In the records below, work out how many lines hold the word "accepts". Report the number alone.
+ + + +
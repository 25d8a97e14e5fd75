use chrono::{DateTime, Utc};
use rand::rngs::StdRng;
use std::fmt;

use flagquiz_core::SESSION_SIZE;
use flagquiz_core::model::{ChoiceCount, FilteredView, Score, SessionEpoch, SessionSummary};

use super::plan::{SessionPlan, SessionSelector};
use super::progress::SessionProgress;
use super::round::{RoundState, build_round, ensure_round_pool};
use crate::error::SessionError;

//
// ─── CONFIG & OUTCOMES ─────────────────────────────────────────────────────────
//

/// Sizing for one session.
#[derive(Debug, Clone, Copy, PartialEq, Eq)]
pub struct SessionConfig {
    pub choices: ChoiceCount,
    pub session_size: usize,
}

impl SessionConfig {
    #[must_use]
    pub fn new(choices: ChoiceCount) -> Self {
        Self {
            choices,
            session_size: SESSION_SIZE,
        }
    }

    #[must_use]
    pub fn with_session_size(mut self, session_size: usize) -> Self {
        self.session_size = session_size;
        self
    }
}

#[derive(Debug, Clone, Copy, PartialEq, Eq)]
pub enum SessionPhase {
    /// The current round accepts guesses.
    Guessing,
    /// The round was answered; waiting for `advance` with the session epoch.
    AwaitingAdvance,
    Complete,
}

/// What happens after a guess.
#[derive(Debug, Clone, PartialEq)]
pub enum Transition {
    /// Wrong guess; the round stays open.
    Retry,
    /// Correct guess; the next round starts on `advance(epoch)`.
    Advance { epoch: SessionEpoch },
    Complete(SessionSummary),
}

#[derive(Debug, Clone, PartialEq)]
pub struct GuessOutcome {
    pub slot: usize,
    pub correct: bool,
    pub label: String,
    pub score: Score,
    pub transition: Transition,
}

//
// ─── SESSION ───────────────────────────────────────────────────────────────────
//

/// One quiz run: its queue of prompts, the active round and the guess counters.
///
/// A session is never reused across a reset; the owner replaces it together with
/// its epoch, so deferred advances tagged with an old epoch become no-ops.
pub struct QuizSession {
    epoch: SessionEpoch,
    config: SessionConfig,
    view: FilteredView,
    plan: SessionPlan,
    round: RoundState,
    score: Score,
    phase: SessionPhase,
    started_at: DateTime<Utc>,
    summary: Option<SessionSummary>,
    rng: StdRng,
}

impl QuizSession {
    /// Select the session's prompts from `view` and open the first round.
    ///
    /// Every selected prompt is checked against the round size up front so a
    /// session cannot stall halfway through.
    ///
    /// # Errors
    ///
    /// Returns `SessionError::EmptySession` for a zero session size and
    /// `SessionError::InsufficientPool` if `view` cannot fill the session or a round.
    pub fn start(
        mut view: FilteredView,
        config: SessionConfig,
        epoch: SessionEpoch,
        started_at: DateTime<Utc>,
        mut rng: StdRng,
    ) -> Result<Self, SessionError> {
        if config.session_size == 0 {
            return Err(SessionError::EmptySession);
        }

        let mut plan = SessionSelector::new(config.session_size).select(view.as_slice(), &mut rng)?;
        for entity in plan.iter() {
            ensure_round_pool(view.as_slice(), entity, config.choices)?;
        }
        let round = build_round(&mut plan, &mut view, config.choices, 1, &mut rng)?;

        log::info!(
            "session {epoch} started: {} prompts from {} entities in {}",
            config.session_size,
            view.len(),
            view.region()
        );

        Ok(Self {
            epoch,
            config,
            view,
            plan,
            round,
            score: Score::new(),
            phase: SessionPhase::Guessing,
            started_at,
            summary: None,
            rng,
        })
    }

    #[must_use]
    pub fn epoch(&self) -> SessionEpoch {
        self.epoch
    }

    #[must_use]
    pub fn config(&self) -> SessionConfig {
        self.config
    }

    #[must_use]
    pub fn view(&self) -> &FilteredView {
        &self.view
    }

    /// Prompts not yet asked.
    #[must_use]
    pub fn plan(&self) -> &SessionPlan {
        &self.plan
    }

    #[must_use]
    pub fn round(&self) -> &RoundState {
        &self.round
    }

    #[must_use]
    pub fn score(&self) -> Score {
        self.score
    }

    #[must_use]
    pub fn phase(&self) -> SessionPhase {
        self.phase
    }

    #[must_use]
    pub fn started_at(&self) -> DateTime<Utc> {
        self.started_at
    }

    #[must_use]
    pub fn summary(&self) -> Option<&SessionSummary> {
        self.summary.as_ref()
    }

    #[must_use]
    pub fn is_complete(&self) -> bool {
        self.phase == SessionPhase::Complete
    }

    #[must_use]
    pub fn progress(&self) -> SessionProgress {
        SessionProgress {
            question_number: self.round.question_number(),
            total: self.config.session_size,
            total_guesses: self.score.total_guesses(),
            correct_guesses: self.score.correct_guesses(),
            is_complete: self.is_complete(),
        }
    }

    /// Guess the label in `slot`.
    ///
    /// A correct guess disables every slot and either completes the session or
    /// asks for an advance; a wrong guess disables only `slot`.
    ///
    /// # Errors
    ///
    /// Returns `SessionError::Completed` or `SessionError::AwaitingAdvance` if the
    /// round no longer accepts guesses, `SessionError::InvalidSlot` or
    /// `SessionError::SlotDisabled` for an unusable slot. Rejected guesses are not counted.
    pub fn submit_guess(
        &mut self,
        slot: usize,
        at: DateTime<Utc>,
    ) -> Result<GuessOutcome, SessionError> {
        match self.phase {
            SessionPhase::Complete => return Err(SessionError::Completed),
            SessionPhase::AwaitingAdvance => return Err(SessionError::AwaitingAdvance),
            SessionPhase::Guessing => {}
        }

        let len = self.round.slots().len();
        let chosen = self
            .round
            .slots()
            .get(slot)
            .ok_or(SessionError::InvalidSlot { index: slot, len })?;
        if !chosen.is_enabled() {
            return Err(SessionError::SlotDisabled { index: slot });
        }

        let label = chosen.label().to_owned();
        let correct = self.round.is_correct_label(&label);
        self.score.record(correct);

        let transition = if correct {
            self.round.disable_all();
            if self.score.is_complete(self.config.session_size) {
                let summary =
                    SessionSummary::from_score(self.epoch, self.started_at, at, &self.score)?;
                log::info!(
                    "session {} complete: {} guesses, score {:.2}",
                    self.epoch,
                    summary.total_guesses(),
                    summary.score()
                );
                self.phase = SessionPhase::Complete;
                self.summary = Some(summary.clone());
                Transition::Complete(summary)
            } else {
                self.phase = SessionPhase::AwaitingAdvance;
                Transition::Advance { epoch: self.epoch }
            }
        } else {
            self.round.disable(slot);
            Transition::Retry
        };

        Ok(GuessOutcome {
            slot,
            correct,
            label,
            score: self.score,
            transition,
        })
    }

    /// Open the next round if an advance for this session's epoch is pending.
    ///
    /// Returns `Ok(None)` for a stale epoch or when no advance is pending, so a
    /// superseded delayed callback is harmless.
    ///
    /// # Errors
    ///
    /// Propagates round-building errors.
    pub fn advance(&mut self, epoch: SessionEpoch) -> Result<Option<&RoundState>, SessionError> {
        if epoch != self.epoch {
            log::debug!("discarding advance for stale session {epoch} (current {})", self.epoch);
            return Ok(None);
        }
        if self.phase != SessionPhase::AwaitingAdvance {
            log::debug!("ignoring advance for session {epoch} in phase {:?}", self.phase);
            return Ok(None);
        }

        let question_number = usize::try_from(self.score.correct_guesses())
            .unwrap_or(usize::MAX)
            .saturating_add(1);
        self.round = build_round(
            &mut self.plan,
            &mut self.view,
            self.config.choices,
            question_number,
            &mut self.rng,
        )?;
        self.phase = SessionPhase::Guessing;
        Ok(Some(&self.round))
    }
}

impl fmt::Debug for QuizSession {
    fn fmt(&self, f: &mut fmt::Formatter<'_>) -> fmt::Result {
        f.debug_struct("QuizSession")
            .field("epoch", &self.epoch)
            .field("config", &self.config)
            .field("view_len", &self.view.len())
            .field("remaining", &self.plan.len())
            .field("score", &self.score)
            .field("phase", &self.phase)
            .field("started_at", &self.started_at)
            .finish_non_exhaustive()
    }
}

//
// ─── TESTS ─────────────────────────────────────────────────────────────────────
//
+ + + +
ANSWER AREA:
2